Reputable breeders should have their dogs registered with the relevant health screening organizations (e.g., the OFA in the US, or BVA in the UK) and be able to provide hip and elbow scores for both parents of a litter. By only breeding dogs with good hip and elbow conformation, the overall health of the breed may be improved.
In breeds prone to joint problems, like the Bloodhound, feeding a high-quality food specifically designed for large breeds can make a huge difference in their bone and joint health.

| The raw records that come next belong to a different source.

//! Record type — the unit the query engine filters and ranks.

use serde::{Deserialize, Serialize};
use std::fmt;

/// An ordered column name → value mapping. Key order is insertion order,
/// which is what CSV export uses when no explicit column list is given.
pub type Row = serde_json::Map<String, serde_json::Value>;

/// Column names of a [`Record`] in their canonical export order.
pub const RECORD_COLUMNS: [&str; 4] = ["id", "name", "category", "score"];

/// Unique identifier of a record: either numeric or textual.
#[derive(Debug, Clone, PartialEq, Eq, Hash, Serialize, Deserialize)]
#[serde(untagged)]
pub enum RecordId {
    Int(i64),
    Text(String),
}

impl fmt::Display for RecordId {
    fn fmt(&self, f: &mut fmt::Formatter<'_>) -> fmt::Result {
        match self {
            RecordId::Int(n) => write!(f, "{n}"),
            RecordId::Text(s) => f.write_str(s),
        }
    }
}

impl From<i64> for RecordId {
    fn from(n: i64) -> Self {
        RecordId::Int(n)
    }
}

impl From<i32> for RecordId {
    fn from(n: i32) -> Self {
        RecordId::Int(i64::from(n))
    }
}

impl From<&str> for RecordId {
    fn from(s: &str) -> Self {
        RecordId::Text(s.to_string())
    }
}

impl From<RecordId> for serde_json::Value {
    fn from(id: RecordId) -> Self {
        match id {
            RecordId::Int(n) => serde_json::Value::from(n),
            RecordId::Text(s) => serde_json::Value::String(s),
        }
    }
}

/// A searchable entity. Records are never mutated after construction.
#[derive(Debug, Clone, PartialEq, Serialize, Deserialize)]
pub struct Record {
    pub id: RecordId,
    pub name: String,
    pub category: String,
    pub score: f64,
}

impl Record {
    #[must_use]
    pub fn new(
        id: impl Into<RecordId>,
        name: impl Into<String>,
        category: impl Into<String>,
        score: f64,
    ) -> Self {
        Self {
            id: id.into(),
            name: name.into(),
            category: category.into(),
            score,
        }
    }

    /// Convert to an export row with keys in [`RECORD_COLUMNS`] order.
    ///
    /// Non-finite scores have no JSON number form; they are stored as their
    /// text (`NaN`, `Infinity`, `-Infinity`).
    #[must_use]
    pub fn to_row(&self) -> Row {
        let mut row = Row::new();
        row.insert("id".to_string(), self.id.clone().into());
        row.insert("name".to_string(), self.name.clone().into());
        row.insert("category".to_string(), self.category.clone().into());
        let score = match serde_json::Number::from_f64(self.score) {
            Some(n) => serde_json::Value::Number(n),
            None => serde_json::Value::String(format_score(self.score)),
        };
        row.insert("score".to_string(), score);
        row
    }
}

/// Display text for a score, e.g. `92`, `58.5`, `NaN`, `Infinity`.
#[must_use]
pub fn format_score(score: f64) -> String {
    if score.is_nan() {
        "NaN".to_string()
    } else if score.is_infinite() {
        if score > 0.0 { "Infinity" } else { "-Infinity" }.to_string()
    } else {
        serde_json::Number::from_f64(score)
            .map(|n| canonical_number(&n))
            .unwrap_or_default()
    }
}

/// Canonical text for a JSON number: integral floats print without a
/// fractional part, so a score of `92.0` renders as `92`.
#[must_use]
pub fn canonical_number(n: &serde_json::Number) -> String {
    match n.as_f64() {
        Some(f) if n.is_f64() && f == 0.0 => "0".to_string(),
        Some(f) if n.is_f64() && f.fract() == 0.0 && f.abs() < 1e21 => format!("{f}"),
        _ => n.to_string(),
    }
}

#[cfg(test)]
mod tests {
    use super::*;

    #[test]
    fn to_row_keeps_canonical_column_order() {
        let record = Record::new(7, "Churn Analytics", "Analytics", 88.0);
        let row = record.to_row();
        let keys: Vec<&str> = row.keys().map(String::as_str).collect();
        assert_eq!(keys, RECORD_COLUMNS);
        assert_eq!(row["id"], serde_json::json!(7));
        assert_eq!(row["name"], serde_json::json!("Churn Analytics"));
    }

    #[test]
    fn to_row_keeps_text_for_non_finite_scores() {
        let nan = Record::new("x-1", "Broken", "Misc", f64::NAN);
        assert_eq!(nan.to_row()["score"], serde_json::json!("NaN"));

        let inf = Record::new("x-2", "Huge", "Misc", f64::INFINITY);
        assert_eq!(inf.to_row()["score"], serde_json::json!("Infinity"));

        let neg = Record::new("x-3", "Tiny", "Misc", f64::NEG_INFINITY);
        assert_eq!(neg.to_row()["score"], serde_json::json!("-Infinity"));
    }

    #[test]
    fn format_score_matches_canonical_number() {
        assert_eq!(format_score(92.0), "92");
        assert_eq!(format_score(58.5), "58.5");
        assert_eq!(format_score(f64::NAN), "NaN");
    }

    #[test]
    fn canonical_number_drops_integral_fraction() {
        let n = |f: f64| serde_json::Number::from_f64(f).unwrap();
        assert_eq!(canonical_number(&n(92.0)), "92");
        assert_eq!(canonical_number(&n(58.5)), "58.5");
        assert_eq!(canonical_number(&n(-3.0)), "-3");
        assert_eq!(canonical_number(&n(-0.0)), "0");
        assert_eq!(canonical_number(&n(1e15)), "1000000000000000");
        assert_eq!(canonical_number(&n(1e20)), "100000000000000000000");
        assert_eq!(canonical_number(&serde_json::Number::from(7u64)), "7");
    }

    #[test]
    fn record_id_displays_without_decoration() {
        assert_eq!(RecordId::from(42).to_string(), "42");
        assert_eq!(RecordId::from("rec-9").to_string(), "rec-9");
    }

    #[test]
    fn record_id_deserializes_untagged() {
        let int: RecordId = serde_json::from_str("3").unwrap();
        let text: RecordId = serde_json::from_str("\"a\"").unwrap();
        assert_eq!(int, RecordId::Int(3));
        assert_eq!(text, RecordId::Text("a".to_string()));
    }
}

This is particularly important when choosing a puppy food. Using joint supplements from a young age is another great way to maximize joint health and reduce the development of osteoarthritis and degenerative joint disease.
The lovable looks and gentle nature of the Bloodhound have put them in the top 50 most popular breeds in the US. Unfortunately, those droopy ears and wrinkled faces can be a source of real problems for these gentle giants, with many of their health issues associated with their skin folds and ears. On a positive note, by implementing a good maintenance regime from a young age, many of these issues can be managed or kept at bay.
While hip and elbow dysplasia cannot be prevented in an individual dog, responsible breeding can minimize the chances of your dog inheriting unhealthy joints. Feeding a high-quality dog food for large breeds can maximize healthy bone and joint development, and using joint supplements from a young age can help reduce the onset of osteoarthritis and degenerative joint disease.
GDV is a scary and dangerous condition, but by ensuring hour Bloodhound does not exercise close to mealtimes, their risk can be greatly reduced.
Overall, the Bloodhound is a relatively healthy breed, and provided you are committed to a healthy skin and ear cleaning routine, you can enjoy spending years together!